▶ **BRIEF**: Everything from the first line of the records below through the line containing "mod channel;" is to be retyped exactly; leave out the rest.

-------------------------

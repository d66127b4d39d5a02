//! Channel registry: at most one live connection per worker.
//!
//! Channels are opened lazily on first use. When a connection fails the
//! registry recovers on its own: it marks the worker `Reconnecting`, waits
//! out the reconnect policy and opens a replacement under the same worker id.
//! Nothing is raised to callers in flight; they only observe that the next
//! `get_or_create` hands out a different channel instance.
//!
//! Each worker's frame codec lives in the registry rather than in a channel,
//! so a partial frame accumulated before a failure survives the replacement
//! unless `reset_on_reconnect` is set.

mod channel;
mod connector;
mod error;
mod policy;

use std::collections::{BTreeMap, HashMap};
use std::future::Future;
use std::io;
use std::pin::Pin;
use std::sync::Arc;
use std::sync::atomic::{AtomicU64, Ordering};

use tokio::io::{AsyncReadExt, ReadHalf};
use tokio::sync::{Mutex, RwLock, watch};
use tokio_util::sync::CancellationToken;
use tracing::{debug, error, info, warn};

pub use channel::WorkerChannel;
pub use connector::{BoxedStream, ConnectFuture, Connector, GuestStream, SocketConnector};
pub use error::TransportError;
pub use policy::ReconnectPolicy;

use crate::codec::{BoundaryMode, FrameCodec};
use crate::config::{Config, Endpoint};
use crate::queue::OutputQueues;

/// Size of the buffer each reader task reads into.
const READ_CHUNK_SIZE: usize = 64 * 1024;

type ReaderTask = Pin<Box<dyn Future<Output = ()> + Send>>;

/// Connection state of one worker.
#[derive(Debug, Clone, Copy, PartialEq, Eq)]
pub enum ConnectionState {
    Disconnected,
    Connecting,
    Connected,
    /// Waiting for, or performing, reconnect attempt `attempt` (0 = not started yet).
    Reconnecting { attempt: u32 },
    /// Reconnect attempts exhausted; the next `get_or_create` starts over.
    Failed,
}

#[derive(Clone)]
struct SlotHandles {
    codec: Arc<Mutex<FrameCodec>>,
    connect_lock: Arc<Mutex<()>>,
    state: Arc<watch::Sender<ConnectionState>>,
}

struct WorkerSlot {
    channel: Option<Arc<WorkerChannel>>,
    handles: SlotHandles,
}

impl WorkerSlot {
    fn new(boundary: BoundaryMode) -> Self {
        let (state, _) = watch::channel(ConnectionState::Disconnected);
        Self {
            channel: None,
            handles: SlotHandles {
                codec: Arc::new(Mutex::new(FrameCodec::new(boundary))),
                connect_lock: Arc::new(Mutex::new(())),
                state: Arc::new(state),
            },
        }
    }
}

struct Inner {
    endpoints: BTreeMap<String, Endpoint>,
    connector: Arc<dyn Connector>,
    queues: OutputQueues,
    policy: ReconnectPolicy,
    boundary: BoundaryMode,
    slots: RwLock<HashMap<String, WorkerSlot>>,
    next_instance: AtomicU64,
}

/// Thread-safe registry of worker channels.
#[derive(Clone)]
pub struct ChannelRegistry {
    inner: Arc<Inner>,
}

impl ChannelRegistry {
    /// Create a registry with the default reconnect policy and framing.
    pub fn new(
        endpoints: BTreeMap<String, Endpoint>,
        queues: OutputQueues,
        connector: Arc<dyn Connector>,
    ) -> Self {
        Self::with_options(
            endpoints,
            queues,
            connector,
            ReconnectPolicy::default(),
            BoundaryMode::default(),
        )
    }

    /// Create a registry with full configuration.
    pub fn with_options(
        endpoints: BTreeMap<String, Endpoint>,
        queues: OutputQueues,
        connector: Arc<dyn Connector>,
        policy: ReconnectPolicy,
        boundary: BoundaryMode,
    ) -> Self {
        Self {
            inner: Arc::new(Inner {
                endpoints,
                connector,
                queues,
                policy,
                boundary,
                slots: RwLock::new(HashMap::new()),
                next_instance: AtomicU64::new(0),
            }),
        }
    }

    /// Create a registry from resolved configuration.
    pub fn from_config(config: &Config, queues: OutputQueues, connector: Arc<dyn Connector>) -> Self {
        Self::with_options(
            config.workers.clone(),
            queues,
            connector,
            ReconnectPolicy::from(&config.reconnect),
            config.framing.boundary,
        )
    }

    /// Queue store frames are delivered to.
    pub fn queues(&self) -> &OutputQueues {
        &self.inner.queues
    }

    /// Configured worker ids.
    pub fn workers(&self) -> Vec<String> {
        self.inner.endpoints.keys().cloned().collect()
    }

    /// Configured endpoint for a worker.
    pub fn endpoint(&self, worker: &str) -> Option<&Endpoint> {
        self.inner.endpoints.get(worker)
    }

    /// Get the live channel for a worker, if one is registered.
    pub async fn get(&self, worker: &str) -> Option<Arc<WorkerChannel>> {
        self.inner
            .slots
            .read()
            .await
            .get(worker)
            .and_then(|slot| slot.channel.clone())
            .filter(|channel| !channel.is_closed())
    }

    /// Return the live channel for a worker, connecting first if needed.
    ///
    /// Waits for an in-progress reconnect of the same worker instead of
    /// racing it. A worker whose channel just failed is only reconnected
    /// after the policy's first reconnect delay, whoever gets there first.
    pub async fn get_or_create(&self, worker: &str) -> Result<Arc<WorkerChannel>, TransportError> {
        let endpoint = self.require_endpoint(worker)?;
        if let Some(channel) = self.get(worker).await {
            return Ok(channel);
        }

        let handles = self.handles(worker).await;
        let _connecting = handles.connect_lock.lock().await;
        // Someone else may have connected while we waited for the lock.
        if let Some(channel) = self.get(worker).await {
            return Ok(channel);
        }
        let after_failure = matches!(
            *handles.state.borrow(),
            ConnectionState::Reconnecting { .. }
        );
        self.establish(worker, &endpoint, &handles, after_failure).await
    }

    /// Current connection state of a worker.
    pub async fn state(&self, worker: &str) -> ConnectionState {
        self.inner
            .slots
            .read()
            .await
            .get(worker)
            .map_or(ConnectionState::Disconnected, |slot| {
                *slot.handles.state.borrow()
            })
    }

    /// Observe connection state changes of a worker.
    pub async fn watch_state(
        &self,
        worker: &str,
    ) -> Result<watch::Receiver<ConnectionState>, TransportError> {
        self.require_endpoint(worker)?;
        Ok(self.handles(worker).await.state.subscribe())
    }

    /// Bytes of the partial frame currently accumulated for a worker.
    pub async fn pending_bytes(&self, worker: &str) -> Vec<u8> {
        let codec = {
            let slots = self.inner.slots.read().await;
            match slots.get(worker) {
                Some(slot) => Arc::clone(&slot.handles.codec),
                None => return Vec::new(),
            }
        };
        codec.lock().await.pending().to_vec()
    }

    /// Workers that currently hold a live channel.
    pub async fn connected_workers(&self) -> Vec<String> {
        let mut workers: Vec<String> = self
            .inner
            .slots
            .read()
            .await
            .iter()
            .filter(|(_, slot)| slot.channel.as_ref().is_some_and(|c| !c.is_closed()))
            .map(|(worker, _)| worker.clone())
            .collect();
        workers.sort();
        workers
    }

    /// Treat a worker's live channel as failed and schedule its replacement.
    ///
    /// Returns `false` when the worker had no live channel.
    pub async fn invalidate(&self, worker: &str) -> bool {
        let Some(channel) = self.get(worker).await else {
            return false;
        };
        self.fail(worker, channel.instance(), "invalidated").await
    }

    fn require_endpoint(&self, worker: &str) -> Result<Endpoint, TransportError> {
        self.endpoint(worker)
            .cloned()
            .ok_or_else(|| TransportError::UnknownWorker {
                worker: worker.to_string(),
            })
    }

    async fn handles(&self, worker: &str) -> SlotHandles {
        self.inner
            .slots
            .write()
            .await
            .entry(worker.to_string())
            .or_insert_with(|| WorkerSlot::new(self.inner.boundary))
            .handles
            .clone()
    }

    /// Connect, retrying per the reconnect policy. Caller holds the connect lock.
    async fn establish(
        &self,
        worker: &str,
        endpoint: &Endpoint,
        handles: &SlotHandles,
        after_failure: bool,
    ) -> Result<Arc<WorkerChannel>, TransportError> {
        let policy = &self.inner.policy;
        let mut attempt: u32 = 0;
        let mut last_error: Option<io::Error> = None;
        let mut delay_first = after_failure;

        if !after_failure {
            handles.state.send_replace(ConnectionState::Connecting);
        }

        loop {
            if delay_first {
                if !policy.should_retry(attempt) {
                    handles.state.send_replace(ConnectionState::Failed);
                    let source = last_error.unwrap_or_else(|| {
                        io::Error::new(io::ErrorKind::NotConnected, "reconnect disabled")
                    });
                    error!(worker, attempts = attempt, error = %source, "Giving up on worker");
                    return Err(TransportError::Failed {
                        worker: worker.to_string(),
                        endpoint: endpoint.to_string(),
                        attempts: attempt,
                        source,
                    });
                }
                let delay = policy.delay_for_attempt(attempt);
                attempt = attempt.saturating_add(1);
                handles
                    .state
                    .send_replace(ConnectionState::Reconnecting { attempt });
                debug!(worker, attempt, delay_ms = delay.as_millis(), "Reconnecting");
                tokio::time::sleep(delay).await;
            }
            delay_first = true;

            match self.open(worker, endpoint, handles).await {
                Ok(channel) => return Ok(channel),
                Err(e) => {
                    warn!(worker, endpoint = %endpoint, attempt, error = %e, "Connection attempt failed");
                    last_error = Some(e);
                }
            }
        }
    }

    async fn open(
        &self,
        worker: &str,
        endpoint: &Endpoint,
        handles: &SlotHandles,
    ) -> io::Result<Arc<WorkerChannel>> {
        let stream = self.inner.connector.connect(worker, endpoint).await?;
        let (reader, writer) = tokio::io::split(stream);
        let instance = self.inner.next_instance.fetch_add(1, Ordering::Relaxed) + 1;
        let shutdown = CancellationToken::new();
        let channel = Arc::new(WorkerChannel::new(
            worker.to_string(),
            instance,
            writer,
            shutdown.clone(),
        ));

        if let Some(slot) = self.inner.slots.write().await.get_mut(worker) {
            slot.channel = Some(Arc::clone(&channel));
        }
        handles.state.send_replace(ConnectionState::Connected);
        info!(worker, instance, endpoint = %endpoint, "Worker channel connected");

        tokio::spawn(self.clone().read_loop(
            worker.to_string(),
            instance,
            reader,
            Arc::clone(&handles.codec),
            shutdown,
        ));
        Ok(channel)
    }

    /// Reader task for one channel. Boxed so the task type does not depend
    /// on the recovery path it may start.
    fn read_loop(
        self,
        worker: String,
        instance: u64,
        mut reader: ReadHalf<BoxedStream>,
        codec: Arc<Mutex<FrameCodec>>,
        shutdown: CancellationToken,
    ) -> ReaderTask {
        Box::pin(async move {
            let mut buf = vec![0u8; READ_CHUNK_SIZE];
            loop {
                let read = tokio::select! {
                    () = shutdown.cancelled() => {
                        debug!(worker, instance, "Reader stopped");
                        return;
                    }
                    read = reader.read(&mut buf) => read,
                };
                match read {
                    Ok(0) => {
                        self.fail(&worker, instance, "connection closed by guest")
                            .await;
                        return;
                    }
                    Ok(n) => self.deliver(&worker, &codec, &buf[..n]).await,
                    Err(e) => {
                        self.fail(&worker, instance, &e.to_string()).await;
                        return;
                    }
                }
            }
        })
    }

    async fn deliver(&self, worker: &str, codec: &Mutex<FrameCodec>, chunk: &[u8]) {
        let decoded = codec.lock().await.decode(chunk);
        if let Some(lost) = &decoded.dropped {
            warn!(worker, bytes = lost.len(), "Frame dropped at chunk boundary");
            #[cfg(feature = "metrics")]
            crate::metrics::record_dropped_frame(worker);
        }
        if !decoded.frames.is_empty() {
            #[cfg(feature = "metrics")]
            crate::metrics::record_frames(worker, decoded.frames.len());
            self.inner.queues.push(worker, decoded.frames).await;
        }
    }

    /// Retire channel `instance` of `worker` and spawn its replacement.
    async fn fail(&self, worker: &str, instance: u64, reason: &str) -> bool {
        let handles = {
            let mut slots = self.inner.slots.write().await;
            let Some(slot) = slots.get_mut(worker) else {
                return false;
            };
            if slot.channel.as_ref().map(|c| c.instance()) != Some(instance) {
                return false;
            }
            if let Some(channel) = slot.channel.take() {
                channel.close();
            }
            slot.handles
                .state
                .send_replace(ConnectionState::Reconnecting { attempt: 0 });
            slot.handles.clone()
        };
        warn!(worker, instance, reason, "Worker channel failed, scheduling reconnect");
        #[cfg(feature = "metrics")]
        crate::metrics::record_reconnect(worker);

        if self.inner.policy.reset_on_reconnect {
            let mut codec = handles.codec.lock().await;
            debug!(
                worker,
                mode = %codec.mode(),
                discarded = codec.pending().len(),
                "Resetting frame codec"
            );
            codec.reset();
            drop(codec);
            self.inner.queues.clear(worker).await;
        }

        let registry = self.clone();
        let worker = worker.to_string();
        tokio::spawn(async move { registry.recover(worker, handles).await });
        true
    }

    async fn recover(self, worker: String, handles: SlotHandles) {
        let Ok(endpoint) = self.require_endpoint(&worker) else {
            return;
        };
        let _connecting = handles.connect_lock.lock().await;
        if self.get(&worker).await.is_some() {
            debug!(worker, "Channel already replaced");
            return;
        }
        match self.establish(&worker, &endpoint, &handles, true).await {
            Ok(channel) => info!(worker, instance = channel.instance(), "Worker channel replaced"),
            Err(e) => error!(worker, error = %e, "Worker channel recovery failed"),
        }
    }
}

-------------------------

▶ **PROBLEM SOLUTION**:
repository d66127b4d39d5a02
//! Channel registry: at most one live connection per worker.
//!
//! Channels are opened lazily on first use. When a connection fails the
//! registry recovers on its own: it marks the worker `Reconnecting`, waits
//! out the reconnect policy and opens a replacement under the same worker id.
//! Nothing is raised to callers in flight; they only observe that the next
//! `get_or_create` hands out a different channel instance.
//!
//! Each worker's frame codec lives in the registry rather than in a channel,
//! so a partial frame accumulated before a failure survives the replacement
//! unless `reset_on_reconnect` is set.

mod channel;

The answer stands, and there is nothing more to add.